──────── Source material

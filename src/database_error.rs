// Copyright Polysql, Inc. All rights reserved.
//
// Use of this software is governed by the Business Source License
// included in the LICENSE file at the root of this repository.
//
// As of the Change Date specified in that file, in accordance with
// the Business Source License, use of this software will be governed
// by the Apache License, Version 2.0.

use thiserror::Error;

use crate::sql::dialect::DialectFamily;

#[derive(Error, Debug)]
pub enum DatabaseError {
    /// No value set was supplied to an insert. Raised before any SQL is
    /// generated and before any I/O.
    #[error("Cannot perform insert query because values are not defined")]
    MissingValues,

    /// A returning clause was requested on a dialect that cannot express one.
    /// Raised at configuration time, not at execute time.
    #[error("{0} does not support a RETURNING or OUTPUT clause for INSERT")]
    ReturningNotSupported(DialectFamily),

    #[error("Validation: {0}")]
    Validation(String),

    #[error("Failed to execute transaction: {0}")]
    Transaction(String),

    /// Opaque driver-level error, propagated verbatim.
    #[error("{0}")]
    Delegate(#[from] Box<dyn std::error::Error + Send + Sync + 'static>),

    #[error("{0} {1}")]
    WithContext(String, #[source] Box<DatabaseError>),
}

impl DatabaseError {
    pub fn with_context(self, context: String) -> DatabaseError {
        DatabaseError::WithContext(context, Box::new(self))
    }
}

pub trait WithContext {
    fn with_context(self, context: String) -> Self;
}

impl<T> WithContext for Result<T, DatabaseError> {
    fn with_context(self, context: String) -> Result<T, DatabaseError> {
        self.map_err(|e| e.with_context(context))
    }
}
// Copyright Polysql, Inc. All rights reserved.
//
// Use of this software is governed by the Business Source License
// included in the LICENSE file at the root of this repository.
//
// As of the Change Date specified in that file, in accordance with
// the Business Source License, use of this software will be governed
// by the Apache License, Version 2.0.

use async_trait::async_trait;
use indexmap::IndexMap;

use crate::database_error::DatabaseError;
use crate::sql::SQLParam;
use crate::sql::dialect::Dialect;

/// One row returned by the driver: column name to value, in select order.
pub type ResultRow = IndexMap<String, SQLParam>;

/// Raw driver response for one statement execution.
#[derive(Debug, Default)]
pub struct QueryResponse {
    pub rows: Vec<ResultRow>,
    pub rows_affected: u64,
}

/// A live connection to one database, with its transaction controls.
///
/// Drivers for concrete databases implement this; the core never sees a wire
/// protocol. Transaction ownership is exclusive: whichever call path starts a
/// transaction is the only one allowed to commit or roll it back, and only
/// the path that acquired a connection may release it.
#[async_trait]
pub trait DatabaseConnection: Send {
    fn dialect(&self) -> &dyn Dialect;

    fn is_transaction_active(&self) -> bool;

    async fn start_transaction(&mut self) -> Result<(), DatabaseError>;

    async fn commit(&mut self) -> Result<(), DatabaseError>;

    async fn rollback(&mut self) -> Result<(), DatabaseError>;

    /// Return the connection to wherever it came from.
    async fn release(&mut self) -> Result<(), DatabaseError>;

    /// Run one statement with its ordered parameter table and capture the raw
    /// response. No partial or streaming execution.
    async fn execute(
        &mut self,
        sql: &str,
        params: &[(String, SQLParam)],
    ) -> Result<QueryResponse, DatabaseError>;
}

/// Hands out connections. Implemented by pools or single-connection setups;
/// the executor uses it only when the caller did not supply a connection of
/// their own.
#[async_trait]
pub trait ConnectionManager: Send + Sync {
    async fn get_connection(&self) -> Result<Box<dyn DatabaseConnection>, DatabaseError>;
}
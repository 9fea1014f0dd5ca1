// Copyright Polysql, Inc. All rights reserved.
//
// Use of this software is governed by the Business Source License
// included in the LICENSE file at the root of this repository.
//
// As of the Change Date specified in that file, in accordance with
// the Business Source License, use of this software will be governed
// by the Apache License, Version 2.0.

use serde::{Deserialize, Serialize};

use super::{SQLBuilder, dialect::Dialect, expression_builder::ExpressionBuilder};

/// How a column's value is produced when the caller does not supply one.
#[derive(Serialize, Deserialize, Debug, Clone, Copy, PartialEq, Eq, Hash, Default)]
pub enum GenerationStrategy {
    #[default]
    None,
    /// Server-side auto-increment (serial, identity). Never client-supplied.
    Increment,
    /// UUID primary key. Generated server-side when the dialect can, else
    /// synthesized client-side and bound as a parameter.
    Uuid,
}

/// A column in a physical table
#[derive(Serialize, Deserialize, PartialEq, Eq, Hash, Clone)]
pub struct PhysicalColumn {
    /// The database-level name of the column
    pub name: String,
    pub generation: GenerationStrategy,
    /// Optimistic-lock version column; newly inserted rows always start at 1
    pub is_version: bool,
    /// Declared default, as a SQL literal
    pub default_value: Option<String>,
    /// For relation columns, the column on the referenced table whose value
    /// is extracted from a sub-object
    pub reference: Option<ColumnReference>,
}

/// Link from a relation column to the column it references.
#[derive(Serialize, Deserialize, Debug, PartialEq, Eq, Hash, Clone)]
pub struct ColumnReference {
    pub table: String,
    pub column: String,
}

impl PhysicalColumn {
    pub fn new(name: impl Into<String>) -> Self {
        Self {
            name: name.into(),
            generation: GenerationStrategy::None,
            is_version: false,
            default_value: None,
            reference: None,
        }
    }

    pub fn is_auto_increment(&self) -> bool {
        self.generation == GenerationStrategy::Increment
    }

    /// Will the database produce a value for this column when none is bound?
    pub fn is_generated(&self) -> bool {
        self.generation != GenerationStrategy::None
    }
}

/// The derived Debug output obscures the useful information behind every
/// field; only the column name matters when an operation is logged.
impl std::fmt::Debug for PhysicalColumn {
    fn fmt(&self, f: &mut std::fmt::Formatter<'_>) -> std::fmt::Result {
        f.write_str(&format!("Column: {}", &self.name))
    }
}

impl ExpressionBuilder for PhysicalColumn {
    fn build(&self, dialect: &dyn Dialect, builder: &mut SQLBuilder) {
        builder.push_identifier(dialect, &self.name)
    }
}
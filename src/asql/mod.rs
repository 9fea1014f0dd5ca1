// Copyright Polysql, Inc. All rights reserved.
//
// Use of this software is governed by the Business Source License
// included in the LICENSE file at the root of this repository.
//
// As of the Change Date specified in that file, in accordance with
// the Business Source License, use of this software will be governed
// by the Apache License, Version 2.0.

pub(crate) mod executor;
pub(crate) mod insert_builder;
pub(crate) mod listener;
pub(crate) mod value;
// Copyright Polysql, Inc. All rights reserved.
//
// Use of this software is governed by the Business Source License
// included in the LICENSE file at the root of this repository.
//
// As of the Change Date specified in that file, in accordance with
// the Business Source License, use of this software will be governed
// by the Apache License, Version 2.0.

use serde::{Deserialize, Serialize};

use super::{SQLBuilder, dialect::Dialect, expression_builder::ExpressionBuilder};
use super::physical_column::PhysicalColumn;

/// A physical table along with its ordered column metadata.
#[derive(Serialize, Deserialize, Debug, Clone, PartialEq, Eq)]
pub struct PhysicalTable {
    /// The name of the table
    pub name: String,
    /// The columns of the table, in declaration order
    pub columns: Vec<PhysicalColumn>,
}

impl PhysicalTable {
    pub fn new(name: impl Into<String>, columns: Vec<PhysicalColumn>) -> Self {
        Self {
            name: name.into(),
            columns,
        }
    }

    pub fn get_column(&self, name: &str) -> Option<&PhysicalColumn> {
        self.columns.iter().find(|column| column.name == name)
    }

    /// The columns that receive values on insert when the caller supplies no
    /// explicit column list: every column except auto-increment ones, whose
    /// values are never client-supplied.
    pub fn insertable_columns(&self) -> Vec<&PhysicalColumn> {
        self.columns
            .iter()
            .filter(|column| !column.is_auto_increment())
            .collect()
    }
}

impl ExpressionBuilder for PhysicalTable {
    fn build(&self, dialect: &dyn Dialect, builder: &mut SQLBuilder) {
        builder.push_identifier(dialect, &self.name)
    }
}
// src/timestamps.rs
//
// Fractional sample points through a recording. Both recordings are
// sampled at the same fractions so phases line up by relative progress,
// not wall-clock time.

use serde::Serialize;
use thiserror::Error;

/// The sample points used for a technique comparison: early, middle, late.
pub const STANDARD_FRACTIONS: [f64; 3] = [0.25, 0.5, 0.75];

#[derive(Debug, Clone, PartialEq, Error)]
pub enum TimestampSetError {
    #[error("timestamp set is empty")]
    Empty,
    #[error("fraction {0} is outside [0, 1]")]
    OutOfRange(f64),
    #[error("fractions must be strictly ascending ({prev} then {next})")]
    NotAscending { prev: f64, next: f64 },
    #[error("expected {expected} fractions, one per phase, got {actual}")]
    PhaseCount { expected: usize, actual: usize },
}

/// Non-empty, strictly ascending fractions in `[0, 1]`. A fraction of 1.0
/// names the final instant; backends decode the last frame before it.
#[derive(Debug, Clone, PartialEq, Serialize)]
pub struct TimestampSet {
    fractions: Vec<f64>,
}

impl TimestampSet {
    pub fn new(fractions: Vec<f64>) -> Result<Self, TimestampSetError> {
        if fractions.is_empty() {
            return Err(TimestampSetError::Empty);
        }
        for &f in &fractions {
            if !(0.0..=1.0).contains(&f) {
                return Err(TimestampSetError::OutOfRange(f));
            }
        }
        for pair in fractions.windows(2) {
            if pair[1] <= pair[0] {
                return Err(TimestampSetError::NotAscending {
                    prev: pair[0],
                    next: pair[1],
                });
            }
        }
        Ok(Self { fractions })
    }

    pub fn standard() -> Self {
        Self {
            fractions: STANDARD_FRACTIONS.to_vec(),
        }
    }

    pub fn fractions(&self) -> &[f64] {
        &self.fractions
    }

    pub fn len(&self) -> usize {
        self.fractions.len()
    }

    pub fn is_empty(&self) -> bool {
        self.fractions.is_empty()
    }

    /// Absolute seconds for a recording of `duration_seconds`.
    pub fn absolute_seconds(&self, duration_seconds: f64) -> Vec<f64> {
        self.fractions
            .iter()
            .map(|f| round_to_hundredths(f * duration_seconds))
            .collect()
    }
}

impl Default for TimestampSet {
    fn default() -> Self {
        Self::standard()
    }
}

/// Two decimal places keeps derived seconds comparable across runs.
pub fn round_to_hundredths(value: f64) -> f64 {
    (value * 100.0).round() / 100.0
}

────────────────

What the exercise asks: Gather, from the listing above, every line carrying the word "struct".

Written response:
pub struct QueryResponse {
pub struct PhysicalColumn {
pub struct ColumnReference {
pub struct PhysicalTable {
pub struct TimestampSet {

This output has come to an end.